> [ASSIGNED TASK]
Everything from the first line of the material below through the line containing "w: &mut dyn" is to be printed exactly, and nothing more.
***** THE INPUT *****
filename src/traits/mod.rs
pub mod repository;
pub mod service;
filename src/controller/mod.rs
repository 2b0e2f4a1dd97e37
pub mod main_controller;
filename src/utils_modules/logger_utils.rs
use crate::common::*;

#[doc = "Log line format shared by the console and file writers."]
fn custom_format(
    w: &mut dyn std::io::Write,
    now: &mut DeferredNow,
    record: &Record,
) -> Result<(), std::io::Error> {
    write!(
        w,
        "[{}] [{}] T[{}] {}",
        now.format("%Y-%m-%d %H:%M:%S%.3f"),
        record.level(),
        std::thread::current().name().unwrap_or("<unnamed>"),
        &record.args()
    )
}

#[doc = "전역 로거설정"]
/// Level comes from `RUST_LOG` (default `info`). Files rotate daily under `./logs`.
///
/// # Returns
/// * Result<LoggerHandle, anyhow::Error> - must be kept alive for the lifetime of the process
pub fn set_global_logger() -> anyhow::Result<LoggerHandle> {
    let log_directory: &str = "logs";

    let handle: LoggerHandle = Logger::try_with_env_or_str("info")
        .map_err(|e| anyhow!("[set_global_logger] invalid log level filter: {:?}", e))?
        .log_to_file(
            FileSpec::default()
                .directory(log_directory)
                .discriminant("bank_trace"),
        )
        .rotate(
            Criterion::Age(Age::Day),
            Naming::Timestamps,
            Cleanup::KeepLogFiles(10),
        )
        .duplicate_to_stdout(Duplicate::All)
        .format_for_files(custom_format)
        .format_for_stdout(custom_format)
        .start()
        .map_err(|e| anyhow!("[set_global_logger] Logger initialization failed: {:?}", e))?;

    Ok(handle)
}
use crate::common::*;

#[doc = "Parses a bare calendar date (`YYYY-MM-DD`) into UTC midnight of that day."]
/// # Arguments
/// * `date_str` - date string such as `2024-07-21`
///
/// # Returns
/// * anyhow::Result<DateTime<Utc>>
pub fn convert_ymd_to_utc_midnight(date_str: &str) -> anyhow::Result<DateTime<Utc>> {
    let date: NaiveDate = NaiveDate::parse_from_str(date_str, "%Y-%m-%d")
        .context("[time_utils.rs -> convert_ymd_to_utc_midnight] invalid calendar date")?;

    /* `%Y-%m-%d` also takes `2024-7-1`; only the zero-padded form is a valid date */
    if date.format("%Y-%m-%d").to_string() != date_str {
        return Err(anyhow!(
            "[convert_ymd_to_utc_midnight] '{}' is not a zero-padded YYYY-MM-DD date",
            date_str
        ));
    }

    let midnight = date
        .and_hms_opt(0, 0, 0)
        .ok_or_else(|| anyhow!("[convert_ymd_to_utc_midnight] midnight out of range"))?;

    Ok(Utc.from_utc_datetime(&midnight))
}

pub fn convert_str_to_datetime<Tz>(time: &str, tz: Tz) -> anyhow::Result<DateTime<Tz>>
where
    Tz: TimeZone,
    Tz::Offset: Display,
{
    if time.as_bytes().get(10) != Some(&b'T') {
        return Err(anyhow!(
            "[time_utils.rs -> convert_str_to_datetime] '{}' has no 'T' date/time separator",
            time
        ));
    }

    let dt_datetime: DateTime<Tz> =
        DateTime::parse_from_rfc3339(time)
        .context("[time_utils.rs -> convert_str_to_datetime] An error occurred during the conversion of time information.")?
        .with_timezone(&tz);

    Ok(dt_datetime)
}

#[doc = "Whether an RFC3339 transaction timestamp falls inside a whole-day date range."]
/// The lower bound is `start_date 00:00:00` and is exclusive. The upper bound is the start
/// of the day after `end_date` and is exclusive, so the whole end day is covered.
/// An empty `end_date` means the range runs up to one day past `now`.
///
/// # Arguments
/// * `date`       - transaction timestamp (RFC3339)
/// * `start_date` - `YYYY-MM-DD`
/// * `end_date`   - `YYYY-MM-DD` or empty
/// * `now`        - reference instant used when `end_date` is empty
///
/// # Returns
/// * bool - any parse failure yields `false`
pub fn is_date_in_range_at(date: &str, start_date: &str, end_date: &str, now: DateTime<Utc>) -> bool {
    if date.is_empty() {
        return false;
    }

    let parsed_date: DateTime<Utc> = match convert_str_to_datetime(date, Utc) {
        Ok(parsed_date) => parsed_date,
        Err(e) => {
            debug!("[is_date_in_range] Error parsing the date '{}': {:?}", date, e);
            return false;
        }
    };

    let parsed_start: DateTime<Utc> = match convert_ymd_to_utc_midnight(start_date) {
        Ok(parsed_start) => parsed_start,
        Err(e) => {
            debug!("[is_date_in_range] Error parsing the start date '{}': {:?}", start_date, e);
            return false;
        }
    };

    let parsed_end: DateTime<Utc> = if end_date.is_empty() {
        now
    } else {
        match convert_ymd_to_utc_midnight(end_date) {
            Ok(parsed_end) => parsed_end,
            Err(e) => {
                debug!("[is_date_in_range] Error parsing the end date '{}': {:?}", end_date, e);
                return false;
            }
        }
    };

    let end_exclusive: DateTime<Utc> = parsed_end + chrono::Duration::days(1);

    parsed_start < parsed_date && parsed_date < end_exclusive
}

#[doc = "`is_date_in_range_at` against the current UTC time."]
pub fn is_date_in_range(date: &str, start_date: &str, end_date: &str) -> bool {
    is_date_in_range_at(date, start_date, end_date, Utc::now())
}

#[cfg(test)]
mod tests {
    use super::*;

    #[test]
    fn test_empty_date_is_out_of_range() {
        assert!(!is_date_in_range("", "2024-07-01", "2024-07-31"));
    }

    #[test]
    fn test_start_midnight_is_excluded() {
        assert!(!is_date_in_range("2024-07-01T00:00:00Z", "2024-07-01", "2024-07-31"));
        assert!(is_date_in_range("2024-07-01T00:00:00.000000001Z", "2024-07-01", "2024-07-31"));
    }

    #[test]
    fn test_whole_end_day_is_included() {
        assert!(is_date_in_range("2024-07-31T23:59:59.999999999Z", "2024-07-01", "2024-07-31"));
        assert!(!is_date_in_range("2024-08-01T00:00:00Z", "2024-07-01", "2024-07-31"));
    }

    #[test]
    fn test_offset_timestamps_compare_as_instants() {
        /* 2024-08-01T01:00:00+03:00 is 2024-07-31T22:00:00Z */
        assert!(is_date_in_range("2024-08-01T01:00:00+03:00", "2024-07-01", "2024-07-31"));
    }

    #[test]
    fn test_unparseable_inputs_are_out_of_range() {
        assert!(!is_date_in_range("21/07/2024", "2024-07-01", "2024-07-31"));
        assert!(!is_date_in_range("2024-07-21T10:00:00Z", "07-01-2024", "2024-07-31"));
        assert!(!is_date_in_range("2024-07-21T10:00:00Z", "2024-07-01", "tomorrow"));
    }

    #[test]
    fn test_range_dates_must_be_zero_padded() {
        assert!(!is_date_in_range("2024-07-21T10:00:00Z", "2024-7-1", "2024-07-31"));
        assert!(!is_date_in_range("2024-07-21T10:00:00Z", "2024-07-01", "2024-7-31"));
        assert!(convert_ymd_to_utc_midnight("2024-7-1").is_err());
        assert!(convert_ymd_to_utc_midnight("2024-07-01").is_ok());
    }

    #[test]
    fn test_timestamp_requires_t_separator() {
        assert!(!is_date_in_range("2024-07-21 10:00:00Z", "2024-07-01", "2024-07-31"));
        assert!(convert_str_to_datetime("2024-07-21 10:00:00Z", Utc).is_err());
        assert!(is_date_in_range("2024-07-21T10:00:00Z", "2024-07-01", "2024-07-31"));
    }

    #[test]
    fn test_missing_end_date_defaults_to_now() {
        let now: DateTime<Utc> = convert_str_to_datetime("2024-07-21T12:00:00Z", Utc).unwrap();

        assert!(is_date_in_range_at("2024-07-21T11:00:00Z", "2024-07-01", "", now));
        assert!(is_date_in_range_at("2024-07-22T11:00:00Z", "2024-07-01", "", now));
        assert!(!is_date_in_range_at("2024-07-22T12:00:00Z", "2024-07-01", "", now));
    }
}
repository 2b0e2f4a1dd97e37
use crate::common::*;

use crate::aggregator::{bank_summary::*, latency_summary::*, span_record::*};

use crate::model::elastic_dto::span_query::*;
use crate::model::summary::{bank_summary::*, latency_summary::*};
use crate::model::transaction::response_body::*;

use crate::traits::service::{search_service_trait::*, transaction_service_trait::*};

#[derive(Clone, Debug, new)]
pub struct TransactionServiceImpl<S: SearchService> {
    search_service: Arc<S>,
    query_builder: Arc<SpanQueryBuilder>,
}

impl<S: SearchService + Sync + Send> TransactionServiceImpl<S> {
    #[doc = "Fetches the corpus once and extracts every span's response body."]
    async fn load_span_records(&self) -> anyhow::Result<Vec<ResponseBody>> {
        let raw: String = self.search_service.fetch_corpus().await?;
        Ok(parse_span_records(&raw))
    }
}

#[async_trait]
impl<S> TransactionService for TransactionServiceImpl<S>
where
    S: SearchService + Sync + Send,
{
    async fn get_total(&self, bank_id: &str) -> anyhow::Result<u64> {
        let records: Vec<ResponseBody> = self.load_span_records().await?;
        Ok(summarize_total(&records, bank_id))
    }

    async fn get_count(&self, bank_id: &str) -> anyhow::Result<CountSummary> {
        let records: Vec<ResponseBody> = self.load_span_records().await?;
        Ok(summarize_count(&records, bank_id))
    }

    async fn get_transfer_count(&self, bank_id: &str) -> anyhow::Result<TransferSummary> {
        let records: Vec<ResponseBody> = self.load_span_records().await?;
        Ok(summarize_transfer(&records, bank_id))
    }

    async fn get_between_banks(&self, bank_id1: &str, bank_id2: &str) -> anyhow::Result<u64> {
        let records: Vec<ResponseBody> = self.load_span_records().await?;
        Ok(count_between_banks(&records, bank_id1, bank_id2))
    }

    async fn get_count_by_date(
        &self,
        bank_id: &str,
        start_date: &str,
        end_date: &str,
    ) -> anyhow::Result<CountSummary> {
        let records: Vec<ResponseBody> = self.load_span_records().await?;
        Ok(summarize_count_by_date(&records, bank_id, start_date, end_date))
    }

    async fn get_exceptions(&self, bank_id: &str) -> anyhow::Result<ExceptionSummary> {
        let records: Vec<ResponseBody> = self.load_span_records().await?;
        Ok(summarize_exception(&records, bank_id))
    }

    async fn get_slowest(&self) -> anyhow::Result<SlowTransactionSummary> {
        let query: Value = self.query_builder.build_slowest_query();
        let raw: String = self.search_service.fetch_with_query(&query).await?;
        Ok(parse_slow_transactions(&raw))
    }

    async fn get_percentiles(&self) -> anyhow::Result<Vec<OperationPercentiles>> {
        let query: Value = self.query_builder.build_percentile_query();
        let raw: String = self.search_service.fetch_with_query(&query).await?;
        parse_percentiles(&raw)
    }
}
*****
> [SOLUTION TO THE PROBLEM]
filename src/traits/mod.rs
pub mod repository;
pub mod service;
filename src/controller/mod.rs
repository 2b0e2f4a1dd97e37
pub mod main_controller;
filename src/utils_modules/logger_utils.rs
use crate::common::*;

#[doc = "Log line format shared by the console and file writers."]
fn custom_format(
    w: &mut dyn std::io::Write,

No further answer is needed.